### What to work on
Your task is to filter the data below down to the lines holding "RemoveCustomRuleRequest".

· · · ·

//! Configuration activation on the staging and production networks

use serde::{Deserialize, Serialize};
use validator::Validate;

use super::errors::Result;
use super::operation::{Call, OK};
use super::{Appsec, BASE_PATH};
use crate::session::Transport;

#[derive(Debug, Clone, Copy, Default, PartialEq, Eq, Serialize, Deserialize)]
#[serde(rename_all = "UPPERCASE")]
pub enum ActivationAction {
    #[default]
    Activate,
    Deactivate,
}

#[derive(Debug, Clone, Copy, Default, PartialEq, Eq, Serialize, Deserialize)]
#[serde(rename_all = "UPPERCASE")]
pub enum Network {
    #[default]
    Staging,
    Production,
}

#[derive(Debug, Clone, Copy, Default, PartialEq, Eq, Serialize, Deserialize)]
#[serde(rename_all = "SCREAMING_SNAKE_CASE")]
pub enum ActivationStatus {
    New,
    Received,
    Activated,
    Inactive,
    Aborted,
    Failed,
    Deactivated,
    PendingDeactivation,
    #[default]
    #[serde(other)]
    Unknown,
}

impl ActivationStatus {
    /// No further transition will happen without a new request
    pub fn is_final(self) -> bool {
        matches!(
            self,
            Self::Activated | Self::Aborted | Self::Failed | Self::Deactivated
        )
    }
}

/// A configuration version taking part in an activation
#[derive(Debug, Clone, Default, PartialEq, Eq, Serialize, Deserialize, Validate)]
#[serde(rename_all = "camelCase")]
pub struct ActivationConfig {
    #[validate(range(min = 1))]
    pub config_id: i64,
    #[validate(range(min = 1))]
    pub config_version: i64,
    #[serde(default, skip_serializing_if = "String::is_empty")]
    pub config_name: String,
    #[serde(default, skip_serializing_if = "Option::is_none")]
    pub previous_config_version: Option<i64>,
}

/// State of one activation request
#[derive(Debug, Clone, Default, PartialEq, Eq, Serialize, Deserialize)]
#[serde(rename_all = "camelCase")]
pub struct ActivationState {
    #[serde(default)]
    pub activation_id: i64,
    #[serde(default)]
    pub dispatch_count: i64,
    #[serde(default)]
    pub action: ActivationAction,
    #[serde(default)]
    pub status: ActivationStatus,
    #[serde(default)]
    pub network: Network,
    #[serde(default, skip_serializing_if = "String::is_empty")]
    pub estimate: String,
    #[serde(default, skip_serializing_if = "String::is_empty")]
    pub created_by: String,
    #[serde(default, skip_serializing_if = "Option::is_none")]
    pub create_date: Option<String>,
    #[serde(default)]
    pub activation_configs: Vec<ActivationConfig>,
}

#[derive(Debug, Clone, Default, Validate)]
pub struct GetActivationsRequest {
    #[validate(range(min = 1))]
    pub activation_id: i64,
}

pub type GetActivationsResponse = ActivationState;

#[derive(Debug, Clone, Default, Validate)]
pub struct GetActivationHistoryRequest {
    #[validate(range(min = 1))]
    pub config_id: i64,
}

/// One past activation of a configuration
#[derive(Debug, Clone, Default, PartialEq, Eq, Serialize, Deserialize)]
#[serde(rename_all = "camelCase")]
pub struct Activation {
    #[serde(default)]
    pub activation_id: i64,
    #[serde(default)]
    pub version: i64,
    #[serde(default)]
    pub status: ActivationStatus,
    #[serde(default)]
    pub network: Network,
    #[serde(default, skip_serializing_if = "String::is_empty")]
    pub activated_by: String,
    #[serde(default, skip_serializing_if = "Option::is_none")]
    pub activation_date: Option<String>,
    #[serde(default, skip_serializing_if = "String::is_empty")]
    pub notes: String,
    #[serde(default, skip_serializing_if = "Vec::is_empty")]
    pub notification_emails: Vec<String>,
}

#[derive(Debug, Clone, Default, PartialEq, Eq, Serialize, Deserialize)]
#[serde(rename_all = "camelCase")]
pub struct GetActivationHistoryResponse {
    #[serde(default)]
    pub config_id: i64,
    #[serde(default)]
    pub activation_history: Vec<Activation>,
}

#[derive(Debug, Clone, Default, Serialize, Validate)]
#[serde(rename_all = "camelCase")]
pub struct CreateActivationsRequest {
    pub action: ActivationAction,
    pub network: Network,
    pub note: String,
    pub notification_emails: Vec<String>,
    #[validate(length(min = 1), nested)]
    pub activation_configs: Vec<ActivationConfig>,
}

pub type CreateActivationsResponse = ActivationState;

#[derive(Debug, Clone, Default, Validate)]
pub struct RemoveActivationsRequest {
    pub network: Network,
    pub note: String,
    pub notification_emails: Vec<String>,
    #[validate(length(min = 1), nested)]
    pub activation_configs: Vec<ActivationConfig>,
}

pub type RemoveActivationsResponse = ActivationState;

impl<T: Transport> Appsec<T> {
    pub async fn get_activations(&self, params: &GetActivationsRequest) -> Result<GetActivationsResponse> {
        let path = format!("{}/activations/{}", BASE_PATH, params.activation_id);
        self.execute(
            Call::get("GetActivations", path)
                .validate(params)
                .query("updateLatestNetworkStatus", true),
        )
        .await
    }

    pub async fn get_activation_history(
        &self,
        params: &GetActivationHistoryRequest,
    ) -> Result<GetActivationHistoryResponse> {
        let path = format!("{}/configs/{}/activations", BASE_PATH, params.config_id);
        self.execute(Call::get("GetActivationHistory", path).validate(params))
            .await
    }

    /// Submit an activation, then read back its current state
    pub async fn create_activations(
        &self,
        params: &CreateActivationsRequest,
    ) -> Result<CreateActivationsResponse> {
        let submitted: ActivationState = self
            .execute(
                Call::post("CreateActivations", format!("{}/activations", BASE_PATH))
                    .validate(params)
                    .json(params)
                    .accept(OK),
            )
            .await?;

        tracing::debug!(
            "Activation {} submitted, reading status",
            submitted.activation_id
        );

        let path = format!("{}/activations/{}", BASE_PATH, submitted.activation_id);
        self.execute(Call::get("CreateActivations", path)).await
    }

    /// Deactivate the given configuration versions
    pub async fn remove_activations(
        &self,
        params: &RemoveActivationsRequest,
    ) -> Result<RemoveActivationsResponse> {
        let body = CreateActivationsRequest {
            action: ActivationAction::Deactivate,
            network: params.network,
            note: params.note.clone(),
            notification_emails: params.notification_emails.clone(),
            activation_configs: params.activation_configs.clone(),
        };
        self.execute(
            Call::post("RemoveActivations", format!("{}/activations", BASE_PATH))
                .validate(params)
                .json(&body)
                .accept(OK),
        )
        .await
    }
}
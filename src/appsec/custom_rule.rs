//! Custom rules

use serde::{Deserialize, Serialize};
use serde_json::Value;
use validator::Validate;

use super::errors::Result;
use super::filter::retain_matching;
use super::flex;
use super::json_payload;
use super::operation::Call;
use super::{Appsec, BASE_PATH};
use crate::session::Transport;

/// Summary entry of the custom rule list
#[derive(Debug, Clone, Default, PartialEq, Serialize, Deserialize)]
pub struct CustomRuleSummary {
    #[serde(default)]
    pub id: i64,
    #[serde(default)]
    pub name: String,
    #[serde(default, skip_serializing_if = "String::is_empty")]
    pub link: String,
    #[serde(default, skip_serializing_if = "String::is_empty")]
    pub status: String,
    #[serde(default)]
    pub version: i64,
}

/// One match condition of a custom rule
///
/// `name` and `value` arrive as either a string or a list of strings.
#[derive(Debug, Clone, Default, PartialEq, Serialize, Deserialize)]
#[serde(rename_all = "camelCase")]
pub struct CustomRuleCondition {
    #[serde(rename = "type", default)]
    pub condition_type: String,
    #[serde(default)]
    pub positive_match: bool,
    #[serde(
        default,
        deserialize_with = "flex::condition_name",
        skip_serializing_if = "Vec::is_empty"
    )]
    pub name: Vec<String>,
    #[serde(
        default,
        deserialize_with = "flex::condition_value",
        skip_serializing_if = "Vec::is_empty"
    )]
    pub value: Vec<String>,
    #[serde(default, skip_serializing_if = "Option::is_none")]
    pub name_case: Option<bool>,
    #[serde(default, skip_serializing_if = "Option::is_none")]
    pub name_wildcard: Option<bool>,
    #[serde(default, skip_serializing_if = "Option::is_none")]
    pub value_case: Option<bool>,
    #[serde(default, skip_serializing_if = "Option::is_none")]
    pub value_wildcard: Option<bool>,
}

#[derive(Debug, Clone, Default, PartialEq, Serialize, Deserialize)]
#[serde(rename_all = "camelCase")]
pub struct CustomRule {
    #[serde(default)]
    pub id: i64,
    #[serde(default)]
    pub name: String,
    #[serde(default, skip_serializing_if = "String::is_empty")]
    pub description: String,
    #[serde(default, skip_serializing_if = "Option::is_none")]
    pub version: Option<i64>,
    #[serde(default)]
    pub rule_activated: bool,
    #[serde(default, skip_serializing_if = "Option::is_none")]
    pub structured: Option<bool>,
    #[serde(default, skip_serializing_if = "Vec::is_empty")]
    pub tag: Vec<String>,
    #[serde(default, skip_serializing_if = "Vec::is_empty")]
    pub conditions: Vec<CustomRuleCondition>,
}

#[derive(Debug, Clone, Default, Validate)]
pub struct GetCustomRulesRequest {
    #[validate(range(min = 1))]
    pub config_id: i64,
    /// Keep only the rule with this id
    pub id: i64,
}

#[derive(Debug, Clone, Default, PartialEq, Serialize, Deserialize)]
#[serde(rename_all = "camelCase")]
pub struct GetCustomRulesResponse {
    #[serde(default)]
    pub custom_rules: Vec<CustomRuleSummary>,
}

#[derive(Debug, Clone, Default, Validate)]
pub struct GetCustomRuleRequest {
    #[validate(range(min = 1))]
    pub config_id: i64,
    #[validate(range(min = 1))]
    pub id: i64,
}

pub type GetCustomRuleResponse = CustomRule;

#[derive(Debug, Clone, Default, Validate)]
pub struct CreateCustomRuleRequest {
    #[validate(range(min = 1))]
    pub config_id: i64,
    #[validate(custom(function = "json_payload"))]
    pub json_payload: Value,
}

pub type CreateCustomRuleResponse = CustomRule;

#[derive(Debug, Clone, Default, Validate)]
pub struct UpdateCustomRuleRequest {
    #[validate(range(min = 1))]
    pub config_id: i64,
    #[validate(range(min = 1))]
    pub id: i64,
    #[validate(custom(function = "json_payload"))]
    pub json_payload: Value,
}

pub type UpdateCustomRuleResponse = CustomRule;

#[derive(Debug, Clone, Default, Validate)]
pub struct RemoveCustomRuleRequest {
    #[validate(range(min = 1))]
    pub config_id: i64,
    #[validate(range(min = 1))]
    pub id: i64,
}

impl<T: Transport> Appsec<T> {
    pub async fn get_custom_rules(&self, params: &GetCustomRulesRequest) -> Result<GetCustomRulesResponse> {
        let path = format!("{}/configs/{}/custom-rules", BASE_PATH, params.config_id);

        let mut response: GetCustomRulesResponse = self
            .execute(Call::get("GetCustomRules", path).validate(params))
            .await?;

        response.custom_rules = retain_matching(response.custom_rules, &params.id, |r| &r.id);
        Ok(response)
    }

    pub async fn get_custom_rule(&self, params: &GetCustomRuleRequest) -> Result<GetCustomRuleResponse> {
        let path = format!(
            "{}/configs/{}/custom-rules/{}",
            BASE_PATH, params.config_id, params.id
        );
        self.execute(Call::get("GetCustomRule", path).validate(params))
            .await
    }

    pub async fn create_custom_rule(
        &self,
        params: &CreateCustomRuleRequest,
    ) -> Result<CreateCustomRuleResponse> {
        let path = format!("{}/configs/{}/custom-rules", BASE_PATH, params.config_id);
        self.execute(
            Call::post("CreateCustomRule", path)
                .validate(params)
                .json(&params.json_payload),
        )
        .await
    }

    pub async fn update_custom_rule(
        &self,
        params: &UpdateCustomRuleRequest,
    ) -> Result<UpdateCustomRuleResponse> {
        let path = format!(
            "{}/configs/{}/custom-rules/{}",
            BASE_PATH, params.config_id, params.id
        );
        self.execute(
            Call::put("UpdateCustomRule", path)
                .validate(params)
                .json(&params.json_payload),
        )
        .await
    }

    pub async fn remove_custom_rule(&self, params: &RemoveCustomRuleRequest) -> Result<()> {
        let path = format!(
            "{}/configs/{}/custom-rules/{}",
            BASE_PATH, params.config_id, params.id
        );
        self.execute::<serde::de::IgnoredAny>(
            Call::delete("RemoveCustomRule", path).validate(params),
        )
        .await?;
        Ok(())
    }
}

· · · ·

### Answer for this exercise
pub struct RemoveCustomRuleRequest {
    pub async fn remove_custom_rule(&self, params: &RemoveCustomRuleRequest) -> Result<()> {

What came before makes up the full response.